* _Work to complete_
Using the string "impl" as the key, pull each matching line out of the records below.

Dataset records

//! Domain error types.

use std::path::PathBuf;

/// Errors raised while saving or loading a trained Q-table.
#[derive(Debug, thiserror::Error)]
pub enum ModelError {
    #[error("failed to access model file {path}: {source}")]
    Io {
        path: PathBuf,
        #[source]
        source: std::io::Error,
    },

    #[error("model file {path} is not valid JSON: {source}")]
    Json {
        path: PathBuf,
        #[source]
        source: serde_json::Error,
    },

    #[error("model was trained on {found}, expected {expected}")]
    EnvironmentMismatch { expected: String, found: String },

    #[error("model shape is {found_states}x{found_actions}, expected {expected_states}x{expected_actions}")]
    ShapeMismatch {
        expected_states: usize,
        expected_actions: usize,
        found_states: usize,
        found_actions: usize,
    },

    #[error("model table holds {found} values, which does not fit a {n_states}x{n_actions} shape")]
    CorruptTable {
        n_states: usize,
        n_actions: usize,
        found: usize,
    },

    #[error("model file {path} stores an unusable lake layout: {source}")]
    Layout {
        path: PathBuf,
        #[source]
        source: ConfigError,
    },
}

/// Errors raised while loading the configuration file.
#[derive(Debug, thiserror::Error)]
pub enum ConfigError {
    #[error("failed to read config file {path}: {source}")]
    Io {
        path: PathBuf,
        #[source]
        source: std::io::Error,
    },

    #[error("invalid config file {path}: {source}")]
    Parse {
        path: PathBuf,
        #[source]
        source: toml::de::Error,
    },

    #[error("invalid frozen lake map: {0}")]
    InvalidMap(String),
}
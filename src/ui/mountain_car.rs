//! Mountain car replay view.

use super::{replay_header, replay_results, section, stat_line, titled_block};
use crate::app::CarReplay;
use crate::constants::ENV_MOUNTAIN_CAR;
use crate::env::mountain_car::{height, GOAL_POSITION, MAX_POSITION, MIN_POSITION};
use crate::state::{PlaybackSpeed, PlaybackState};
use crate::theme;
use ratatui::{
    layout::Rect,
    style::Style,
    symbols::Marker,
    text::{Line, Span},
    widgets::{
        canvas::{Canvas, Line as CanvasLine, Points, Rectangle},
        Paragraph,
    },
    Frame,
};

/// Samples along the track.
const TRACK_SAMPLES: usize = 240;
const CAR_WIDTH: f64 = 0.08;
const CAR_HEIGHT: f64 = 0.05;
const FLAG_HEIGHT: f64 = 0.12;

#[allow(clippy::cast_precision_loss)]
fn track() -> Vec<(f64, f64)> {
    (0..=TRACK_SAMPLES)
        .map(|i| {
            let x = MIN_POSITION + (MAX_POSITION - MIN_POSITION) * i as f64 / TRACK_SAMPLES as f64;
            (x, height(x))
        })
        .collect()
}

pub fn render(
    frame: &mut Frame,
    replay: &CarReplay,
    area: Rect,
    panel: Rect,
    playback: (PlaybackState, PlaybackSpeed),
) {
    let car = replay.env().state();
    let hill = track();
    let flag_base = height(GOAL_POSITION);

    let canvas = Canvas::default()
        .block(titled_block(ENV_MOUNTAIN_CAR))
        .marker(Marker::Braille)
        .x_bounds([MIN_POSITION, MAX_POSITION])
        .y_bounds([0.0, 1.0 + FLAG_HEIGHT + 0.05])
        .paint(|ctx| {
            ctx.draw(&Points {
                coords: &hill,
                color: theme::HILL,
            });
            ctx.draw(&CanvasLine {
                x1: GOAL_POSITION,
                y1: flag_base,
                x2: GOAL_POSITION,
                y2: flag_base + FLAG_HEIGHT,
                color: theme::FLAG,
            });
            ctx.print(
                GOAL_POSITION,
                flag_base + FLAG_HEIGHT,
                Span::styled("⚑", Style::default().fg(theme::FLAG)),
            );
            ctx.layer();
            ctx.draw(&Rectangle {
                x: car.position - CAR_WIDTH / 2.0,
                y: height(car.position),
                width: CAR_WIDTH,
                height: CAR_HEIGHT,
                color: theme::CAR,
            });
        });
    frame.render_widget(canvas, area);

    let mut lines = replay_header(replay, playback);
    lines.push(Line::default());
    lines.push(section("Car"));
    lines.push(stat_line("Position", format!("{:+.3}", car.position)));
    lines.push(stat_line("Velocity", format!("{:+.4}", car.velocity)));
    lines.push(stat_line(
        "Action",
        replay
            .last_action()
            .map_or_else(|| "-".to_string(), |a| a.to_string()),
    ));
    lines.extend(replay_results(replay));

    frame.render_widget(Paragraph::new(lines).block(titled_block("Replay")), panel);
}
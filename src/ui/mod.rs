//! UI rendering module

mod air_hockey;
mod frozen_lake;
mod mountain_car;
mod overlays;
mod widgets;

use crate::agent::StateEncoder;
use crate::app::replay::{Narrate, Replay};
use crate::app::{App, Scene};
use crate::state::{PlaybackSpeed, PlaybackState};
use crate::theme;
use ratatui::{
    layout::{Constraint, Flex, Layout, Rect},
    style::{Modifier, Style},
    text::{Line, Span},
    widgets::{Block, Borders},
    Frame,
};

/// Width of the statistics panel on the right.
const PANEL_WIDTH: u16 = 34;
/// Most recent episode results listed in replay panels.
const RESULTS_SHOWN: usize = 10;

/// Main render function - dispatches to the active scene
pub fn render(frame: &mut Frame, app: &mut App) {
    let [body, footer] =
        Layout::vertical([Constraint::Min(0), Constraint::Length(1)]).areas(frame.area());
    let [scene_area, panel_area] =
        Layout::horizontal([Constraint::Min(20), Constraint::Length(PANEL_WIDTH)]).areas(body);
    let playback = (app.playback, app.speed);

    match &app.scene {
        Scene::MountainCar(replay) => {
            mountain_car::render(frame, replay, scene_area, panel_area, playback);
        }
        Scene::FrozenLake(replay) => {
            frozen_lake::render(frame, replay, scene_area, panel_area, playback);
        }
        Scene::AirHockey(game) => {
            app.playfield = air_hockey::render(frame, game, scene_area, panel_area, app.playback);
        }
    }

    widgets::footer::render(frame, app, footer);

    if app.toast.is_some() {
        overlays::toast::render(frame, app);
    }
}

/// Bordered block with a padded title.
fn titled_block(title: &str) -> Block<'static> {
    Block::default()
        .borders(Borders::ALL)
        .border_style(Style::default().fg(theme::BORDER_DEFAULT))
        .title(Span::styled(
            format!(" {title} "),
            Style::default()
                .fg(theme::ACCENT_PRIMARY)
                .add_modifier(Modifier::BOLD),
        ))
}

/// `label` in muted text followed by `value`.
fn stat_line(label: &str, value: impl Into<String>) -> Line<'static> {
    Line::from(vec![
        Span::styled(
            format!(" {label:<10}"),
            Style::default().fg(theme::TEXT_SECONDARY),
        ),
        Span::styled(value.into(), Style::default().fg(theme::TEXT_PRIMARY)),
    ])
}

fn section(title: &str) -> Line<'static> {
    Line::from(Span::styled(
        format!(" {title}"),
        Style::default()
            .fg(theme::ACCENT_PRIMARY)
            .add_modifier(Modifier::BOLD),
    ))
}

fn playback_line(playback: (PlaybackState, PlaybackSpeed)) -> Line<'static> {
    let (state, speed) = playback;
    if state.is_paused() {
        Line::from(vec![
            Span::styled(" Playback  ", Style::default().fg(theme::TEXT_SECONDARY)),
            Span::styled(
                "PAUSED",
                Style::default()
                    .fg(theme::WARNING)
                    .add_modifier(Modifier::BOLD),
            ),
        ])
    } else {
        stat_line("Playback", speed.label())
    }
}

/// Episode counters shared by every replay panel.
fn replay_header<E, C>(
    replay: &Replay<E, C>,
    playback: (PlaybackState, PlaybackSpeed),
) -> Vec<Line<'static>>
where
    E: Narrate,
    C: StateEncoder<E::Observation>,
{
    vec![
        stat_line(
            "Episode",
            format!("{} / {}", replay.episode(), replay.episodes()),
        ),
        stat_line("Step", replay.steps().to_string()),
        stat_line("Return", format!("{:.1}", replay.reward())),
        playback_line(playback),
    ]
}

/// The latest finished episodes, newest last.
fn replay_results<E, C>(replay: &Replay<E, C>) -> Vec<Line<'static>>
where
    E: Narrate,
    C: StateEncoder<E::Observation>,
{
    let results = replay.results();
    let mut lines = vec![Line::default(), section("Results")];
    if results.is_empty() {
        lines.push(Line::from(Span::styled(
            " none yet",
            Style::default().fg(theme::TEXT_SECONDARY),
        )));
        return lines;
    }

    let skip = results.len().saturating_sub(RESULTS_SHOWN);
    for (i, summary) in results.iter().enumerate().skip(skip) {
        let (mark, color) = if summary.success {
            ("✔", theme::SUCCESS)
        } else {
            ("✘", theme::ERROR)
        };
        lines.push(Line::from(vec![
            Span::styled(
                format!(" #{:<4}", i + 1),
                Style::default().fg(theme::TEXT_SECONDARY),
            ),
            Span::styled(mark, Style::default().fg(color)),
            Span::styled(
                format!(" {:>4} steps  {:>7.1}", summary.length, summary.reward),
                Style::default().fg(theme::TEXT_PRIMARY),
            ),
        ]));
    }

    let solved = results.iter().filter(|s| s.success).count();
    lines.push(Line::default());
    lines.push(stat_line("Solved", format!("{solved} / {}", results.len())));
    lines
}

/// Create a centered rectangle with fixed dimensions
fn centered_rect(width: u16, height: u16, area: Rect) -> Rect {
    let vertical = Layout::vertical([Constraint::Length(height)]).flex(Flex::Center);
    let horizontal = Layout::horizontal([Constraint::Length(width)]).flex(Flex::Center);

    let [area] = vertical.areas(area);
    let [area] = horizontal.areas(area);
    area
}
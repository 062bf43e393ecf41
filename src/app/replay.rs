//! Greedy replays of a trained agent.

use crate::agent::{QTable, StateEncoder};
use crate::constants::{EPISODE_TOAST_MS, MSG_REPLAY_DONE};
use crate::core::telemetry::EpisodeSummary;
use crate::env::{DiscreteAction, Environment, Step};
use crate::state::{Toast, ToastType};
use rand::Rng;
use std::time::{Duration, Instant};

/// Environments that can describe how an episode ended.
pub trait Narrate: Environment {
    fn narrate(&self, last: &Step<Self::Observation>, summary: &EpisodeSummary)
        -> (String, ToastType);
}

/// Plays a fixed number of greedy episodes one step at a time.
pub struct Replay<E: Environment, C> {
    env: E,
    encoder: C,
    table: QTable,
    episodes: usize,
    episode: usize,
    observation: E::Observation,
    steps: usize,
    reward: f64,
    last_action: Option<E::Action>,
    results: Vec<EpisodeSummary>,
    /// Pause between episodes while the result toast is up.
    hold_until: Option<Instant>,
    finished: bool,
}

impl<E, C> Replay<E, C>
where
    E: Narrate,
    C: StateEncoder<E::Observation>,
{
    pub fn new<R: Rng>(mut env: E, encoder: C, table: QTable, episodes: usize, rng: &mut R) -> Self {
        let observation = env.reset(rng);
        Self {
            env,
            encoder,
            table,
            episodes: episodes.max(1),
            episode: 1,
            observation,
            steps: 0,
            reward: 0.0,
            last_action: None,
            results: Vec::new(),
            hold_until: None,
            finished: false,
        }
    }

    pub fn env(&self) -> &E {
        &self.env
    }

    /// 1-based number of the episode on screen.
    pub fn episode(&self) -> usize {
        self.episode
    }

    pub fn episodes(&self) -> usize {
        self.episodes
    }

    pub fn steps(&self) -> usize {
        self.steps
    }

    pub fn reward(&self) -> f64 {
        self.reward
    }

    pub fn last_action(&self) -> Option<E::Action> {
        self.last_action
    }

    pub fn results(&self) -> &[EpisodeSummary] {
        &self.results
    }

    pub fn is_finished(&self) -> bool {
        self.finished
    }

    fn begin_episode<R: Rng>(&mut self, rng: &mut R) {
        self.episode += 1;
        self.observation = self.env.reset(rng);
        self.steps = 0;
        self.reward = 0.0;
        self.last_action = None;
    }

    /// Takes one greedy step. Returns a toast when an episode ends.
    pub fn advance<R: Rng>(&mut self, now: Instant, rng: &mut R) -> Option<Toast> {
        if self.finished {
            return None;
        }
        if let Some(until) = self.hold_until {
            if now < until {
                return None;
            }
            self.hold_until = None;
            self.begin_episode(rng);
        }

        let state = self.encoder.encode(&self.observation);
        let action = E::Action::from_index(self.table.best_action(state));
        let step = self.env.step(action, rng);
        self.last_action = Some(action);
        self.steps += 1;
        self.reward += step.reward;
        self.observation = step.observation.clone();

        if !step.done() {
            return None;
        }

        let summary = EpisodeSummary {
            reward: self.reward,
            length: self.steps,
            success: E::is_success(&step),
        };
        self.results.push(summary);
        let (message, kind) = self.env.narrate(&step, &summary);
        tracing::debug!(
            episode = self.episode,
            reward = summary.reward,
            length = summary.length,
            success = summary.success,
            "replay episode finished"
        );

        if self.episode >= self.episodes {
            self.finished = true;
            return Some(Toast::sticky(format!("{message}\n\n{MSG_REPLAY_DONE}"), kind));
        }
        let shown = Duration::from_millis(EPISODE_TOAST_MS);
        self.hold_until = Some(now + shown);
        Some(Toast::timed(message, kind, shown))
    }
}

#[cfg(test)]
mod tests {
    use super::*;
    use crate::agent::discretize::LakeEncoder;
    use crate::env::frozen_lake::{FrozenLake, LakeMap, Move};
    use rand::rngs::StdRng;
    use rand::SeedableRng;

    /// Table that walks the known safe path on the 4x4 preset.
    fn solved_table() -> QTable {
        let mut table = QTable::new(16, 4);
        let policy = [
            (0, Move::Down),
            (4, Move::Down),
            (8, Move::Right),
            (9, Move::Right),
            (10, Move::Down),
            (14, Move::Right),
        ];
        for (state, mv) in policy {
            table.update(
                crate::agent::Transition {
                    state,
                    action: mv.index(),
                    reward: 1.0,
                    next_state: state,
                    terminal: true,
                },
                1.0,
                0.0,
            );
        }
        table
    }

    fn replay(episodes: usize) -> (Replay<FrozenLake, LakeEncoder>, StdRng) {
        let mut rng = StdRng::seed_from_u64(3);
        let map = LakeMap::from_layout("SFFF/FHFH/FFFH/HFFG").unwrap();
        let replay = Replay::new(
            FrozenLake::new(map, false),
            LakeEncoder { tiles: 16 },
            solved_table(),
            episodes,
            &mut rng,
        );
        (replay, rng)
    }

    #[test]
    fn test_episode_ends_with_timed_toast_and_holds() {
        let (mut replay, mut rng) = replay(2);
        let now = Instant::now();
        let mut toast = None;
        for _ in 0..6 {
            toast = replay.advance(now, &mut rng);
        }
        let toast = toast.unwrap();
        assert_eq!(toast.toast_type, ToastType::Success);
        assert!(toast.expires_at.is_some());
        assert_eq!(replay.results().len(), 1);
        assert!(replay.results()[0].success);

        // Held while the toast is up.
        assert!(replay.advance(now, &mut rng).is_none());
        assert_eq!(replay.episode(), 1);

        let later = now + Duration::from_millis(EPISODE_TOAST_MS);
        replay.advance(later, &mut rng);
        assert_eq!(replay.episode(), 2);
        assert_eq!(replay.steps(), 1);
    }

    #[test]
    fn test_last_episode_leaves_sticky_toast() {
        let (mut replay, mut rng) = replay(1);
        let now = Instant::now();
        let mut last = None;
        while !replay.is_finished() {
            last = replay.advance(now, &mut rng);
        }
        let toast = last.unwrap();
        assert!(toast.expires_at.is_none());
        assert!(toast.message.contains(MSG_REPLAY_DONE));
        assert!(replay.advance(now, &mut rng).is_none());
    }
}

* _Worked solution_
fn stat_line(label: &str, value: impl Into<String>) -> Line<'static> {
impl<E, C> Replay<E, C>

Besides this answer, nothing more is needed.